EXERCISE DETAILS
Please find every line in the entries below that contains the string "post", and copy it.

Dataset excerpts
»»

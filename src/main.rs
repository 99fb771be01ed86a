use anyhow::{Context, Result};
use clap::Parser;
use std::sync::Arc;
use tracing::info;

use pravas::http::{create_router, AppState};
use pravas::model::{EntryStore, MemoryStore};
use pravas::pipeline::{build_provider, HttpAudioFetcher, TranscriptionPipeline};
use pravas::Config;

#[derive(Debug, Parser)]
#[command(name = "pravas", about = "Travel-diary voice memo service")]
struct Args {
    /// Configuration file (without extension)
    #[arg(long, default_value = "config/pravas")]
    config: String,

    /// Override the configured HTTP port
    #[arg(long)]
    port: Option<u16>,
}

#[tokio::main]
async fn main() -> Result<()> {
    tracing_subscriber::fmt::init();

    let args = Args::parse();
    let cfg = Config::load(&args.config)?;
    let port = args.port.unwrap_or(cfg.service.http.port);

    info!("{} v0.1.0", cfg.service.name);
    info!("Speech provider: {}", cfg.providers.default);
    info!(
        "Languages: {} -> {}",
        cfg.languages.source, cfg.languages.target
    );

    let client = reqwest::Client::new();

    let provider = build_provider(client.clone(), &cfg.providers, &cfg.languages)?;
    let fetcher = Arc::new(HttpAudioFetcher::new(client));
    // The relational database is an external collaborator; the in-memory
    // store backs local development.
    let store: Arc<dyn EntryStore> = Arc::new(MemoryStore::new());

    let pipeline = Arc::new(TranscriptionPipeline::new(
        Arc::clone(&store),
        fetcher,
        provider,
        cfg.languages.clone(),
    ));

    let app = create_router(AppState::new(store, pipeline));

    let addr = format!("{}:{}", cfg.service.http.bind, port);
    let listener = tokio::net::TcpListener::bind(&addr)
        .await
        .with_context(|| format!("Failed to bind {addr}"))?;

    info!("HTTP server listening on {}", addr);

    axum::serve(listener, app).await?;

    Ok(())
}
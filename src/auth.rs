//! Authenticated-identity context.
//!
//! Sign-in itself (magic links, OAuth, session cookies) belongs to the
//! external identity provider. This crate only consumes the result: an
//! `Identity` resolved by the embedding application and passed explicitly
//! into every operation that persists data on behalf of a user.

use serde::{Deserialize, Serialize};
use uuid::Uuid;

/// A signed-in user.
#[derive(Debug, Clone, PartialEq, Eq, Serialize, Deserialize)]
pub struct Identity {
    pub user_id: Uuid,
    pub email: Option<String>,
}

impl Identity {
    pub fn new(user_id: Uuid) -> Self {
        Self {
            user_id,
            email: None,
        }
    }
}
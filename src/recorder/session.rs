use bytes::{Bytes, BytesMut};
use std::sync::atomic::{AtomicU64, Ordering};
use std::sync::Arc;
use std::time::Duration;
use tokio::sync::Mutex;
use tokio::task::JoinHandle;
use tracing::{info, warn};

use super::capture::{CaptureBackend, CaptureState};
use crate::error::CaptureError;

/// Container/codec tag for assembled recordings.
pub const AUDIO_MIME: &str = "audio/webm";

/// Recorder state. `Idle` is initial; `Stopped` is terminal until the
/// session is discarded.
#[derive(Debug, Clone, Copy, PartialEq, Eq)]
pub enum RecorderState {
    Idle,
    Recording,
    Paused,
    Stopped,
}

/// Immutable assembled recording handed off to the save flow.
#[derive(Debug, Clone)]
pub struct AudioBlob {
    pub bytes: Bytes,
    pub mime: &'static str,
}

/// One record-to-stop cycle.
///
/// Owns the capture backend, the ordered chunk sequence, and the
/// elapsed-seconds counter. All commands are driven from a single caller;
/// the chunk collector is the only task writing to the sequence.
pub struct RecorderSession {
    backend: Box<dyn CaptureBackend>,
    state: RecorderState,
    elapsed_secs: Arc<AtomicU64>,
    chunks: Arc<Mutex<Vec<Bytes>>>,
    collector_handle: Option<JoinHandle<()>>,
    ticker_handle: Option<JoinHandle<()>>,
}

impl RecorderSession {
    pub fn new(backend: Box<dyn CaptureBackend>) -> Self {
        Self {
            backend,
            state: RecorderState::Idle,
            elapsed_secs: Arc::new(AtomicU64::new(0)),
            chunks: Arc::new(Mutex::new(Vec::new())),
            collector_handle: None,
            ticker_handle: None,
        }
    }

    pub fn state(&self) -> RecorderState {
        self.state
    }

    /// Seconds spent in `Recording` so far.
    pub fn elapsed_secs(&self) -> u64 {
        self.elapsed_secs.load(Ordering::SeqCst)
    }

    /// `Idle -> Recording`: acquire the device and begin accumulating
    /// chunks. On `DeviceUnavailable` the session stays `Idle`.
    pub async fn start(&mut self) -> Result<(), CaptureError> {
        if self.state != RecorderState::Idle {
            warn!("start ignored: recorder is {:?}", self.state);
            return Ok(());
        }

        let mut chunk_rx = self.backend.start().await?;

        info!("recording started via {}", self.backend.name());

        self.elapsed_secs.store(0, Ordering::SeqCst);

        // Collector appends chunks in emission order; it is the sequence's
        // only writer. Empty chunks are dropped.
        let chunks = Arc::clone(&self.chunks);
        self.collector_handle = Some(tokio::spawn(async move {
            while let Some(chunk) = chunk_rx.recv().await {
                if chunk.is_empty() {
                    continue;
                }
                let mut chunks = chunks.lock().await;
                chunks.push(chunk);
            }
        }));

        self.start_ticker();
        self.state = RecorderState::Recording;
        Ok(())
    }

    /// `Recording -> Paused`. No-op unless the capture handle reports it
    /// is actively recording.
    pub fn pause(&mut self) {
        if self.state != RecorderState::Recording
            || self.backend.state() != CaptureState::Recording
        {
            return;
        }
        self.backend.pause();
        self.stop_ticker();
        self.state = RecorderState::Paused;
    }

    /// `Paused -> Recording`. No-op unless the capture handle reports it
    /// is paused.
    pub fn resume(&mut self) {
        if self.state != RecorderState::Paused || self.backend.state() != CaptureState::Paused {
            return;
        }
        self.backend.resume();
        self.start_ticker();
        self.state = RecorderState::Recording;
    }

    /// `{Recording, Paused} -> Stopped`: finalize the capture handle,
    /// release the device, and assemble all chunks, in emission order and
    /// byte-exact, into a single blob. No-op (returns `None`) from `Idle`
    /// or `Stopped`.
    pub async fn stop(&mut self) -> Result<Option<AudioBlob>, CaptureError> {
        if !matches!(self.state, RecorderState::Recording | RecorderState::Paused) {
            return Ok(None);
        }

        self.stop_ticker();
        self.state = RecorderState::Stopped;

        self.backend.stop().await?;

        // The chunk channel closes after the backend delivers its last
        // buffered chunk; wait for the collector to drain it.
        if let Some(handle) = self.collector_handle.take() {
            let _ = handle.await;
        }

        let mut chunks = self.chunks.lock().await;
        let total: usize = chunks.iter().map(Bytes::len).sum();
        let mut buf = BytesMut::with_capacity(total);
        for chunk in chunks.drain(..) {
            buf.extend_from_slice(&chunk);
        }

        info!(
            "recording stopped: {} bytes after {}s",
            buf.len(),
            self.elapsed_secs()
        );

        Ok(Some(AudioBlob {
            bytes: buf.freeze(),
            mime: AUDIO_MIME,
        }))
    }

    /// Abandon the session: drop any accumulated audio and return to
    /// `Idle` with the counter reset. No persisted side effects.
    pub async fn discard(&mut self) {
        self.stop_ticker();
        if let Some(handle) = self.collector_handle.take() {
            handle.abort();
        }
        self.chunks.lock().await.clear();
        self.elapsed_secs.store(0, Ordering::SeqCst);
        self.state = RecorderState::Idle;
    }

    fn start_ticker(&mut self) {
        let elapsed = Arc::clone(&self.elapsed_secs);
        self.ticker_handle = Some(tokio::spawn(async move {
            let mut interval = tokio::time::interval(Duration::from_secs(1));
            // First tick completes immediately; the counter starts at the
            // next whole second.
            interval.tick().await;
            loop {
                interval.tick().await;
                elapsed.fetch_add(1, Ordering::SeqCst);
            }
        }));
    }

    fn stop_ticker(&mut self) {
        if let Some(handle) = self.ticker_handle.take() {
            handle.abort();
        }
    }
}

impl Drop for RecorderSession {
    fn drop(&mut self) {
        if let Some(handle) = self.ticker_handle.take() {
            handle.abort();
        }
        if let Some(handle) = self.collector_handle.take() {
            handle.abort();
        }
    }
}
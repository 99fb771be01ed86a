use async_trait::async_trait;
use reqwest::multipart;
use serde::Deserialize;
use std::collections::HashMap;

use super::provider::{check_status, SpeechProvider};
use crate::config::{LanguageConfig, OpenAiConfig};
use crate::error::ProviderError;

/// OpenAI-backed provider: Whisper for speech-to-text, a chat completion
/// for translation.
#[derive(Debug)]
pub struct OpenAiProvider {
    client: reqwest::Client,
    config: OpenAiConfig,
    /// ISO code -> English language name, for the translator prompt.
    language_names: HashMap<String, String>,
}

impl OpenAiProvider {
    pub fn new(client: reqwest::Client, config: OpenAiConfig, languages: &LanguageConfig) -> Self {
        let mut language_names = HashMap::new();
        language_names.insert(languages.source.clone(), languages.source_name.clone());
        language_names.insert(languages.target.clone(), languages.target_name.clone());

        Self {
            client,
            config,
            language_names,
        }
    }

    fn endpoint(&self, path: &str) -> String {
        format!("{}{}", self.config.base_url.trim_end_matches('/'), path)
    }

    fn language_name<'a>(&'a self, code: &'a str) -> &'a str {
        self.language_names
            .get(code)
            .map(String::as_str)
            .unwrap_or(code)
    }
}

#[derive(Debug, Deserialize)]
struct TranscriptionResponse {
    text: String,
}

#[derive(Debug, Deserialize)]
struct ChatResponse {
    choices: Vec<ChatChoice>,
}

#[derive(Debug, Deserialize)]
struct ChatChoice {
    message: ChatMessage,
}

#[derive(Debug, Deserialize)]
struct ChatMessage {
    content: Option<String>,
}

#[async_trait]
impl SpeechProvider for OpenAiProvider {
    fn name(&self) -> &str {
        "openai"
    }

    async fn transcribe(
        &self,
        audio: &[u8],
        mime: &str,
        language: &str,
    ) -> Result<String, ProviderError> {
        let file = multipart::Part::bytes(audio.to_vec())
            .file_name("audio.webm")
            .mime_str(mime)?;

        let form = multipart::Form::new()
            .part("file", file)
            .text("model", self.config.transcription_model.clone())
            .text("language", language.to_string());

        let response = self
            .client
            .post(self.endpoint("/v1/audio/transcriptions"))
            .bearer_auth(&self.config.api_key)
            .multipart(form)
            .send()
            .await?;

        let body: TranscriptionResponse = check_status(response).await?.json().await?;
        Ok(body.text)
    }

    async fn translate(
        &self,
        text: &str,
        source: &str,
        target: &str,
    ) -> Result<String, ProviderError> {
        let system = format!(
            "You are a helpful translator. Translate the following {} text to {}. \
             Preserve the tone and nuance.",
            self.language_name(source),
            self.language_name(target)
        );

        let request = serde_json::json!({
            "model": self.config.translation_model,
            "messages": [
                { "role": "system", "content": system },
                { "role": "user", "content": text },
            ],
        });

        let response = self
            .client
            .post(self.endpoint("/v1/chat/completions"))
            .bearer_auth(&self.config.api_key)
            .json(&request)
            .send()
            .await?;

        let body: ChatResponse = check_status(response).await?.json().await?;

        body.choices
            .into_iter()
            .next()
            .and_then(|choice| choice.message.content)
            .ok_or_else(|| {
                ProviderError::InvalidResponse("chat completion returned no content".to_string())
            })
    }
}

««

THE ANSWER
            .post(self.endpoint("/v1/audio/transcriptions"))
            .post(self.endpoint("/v1/chat/completions"))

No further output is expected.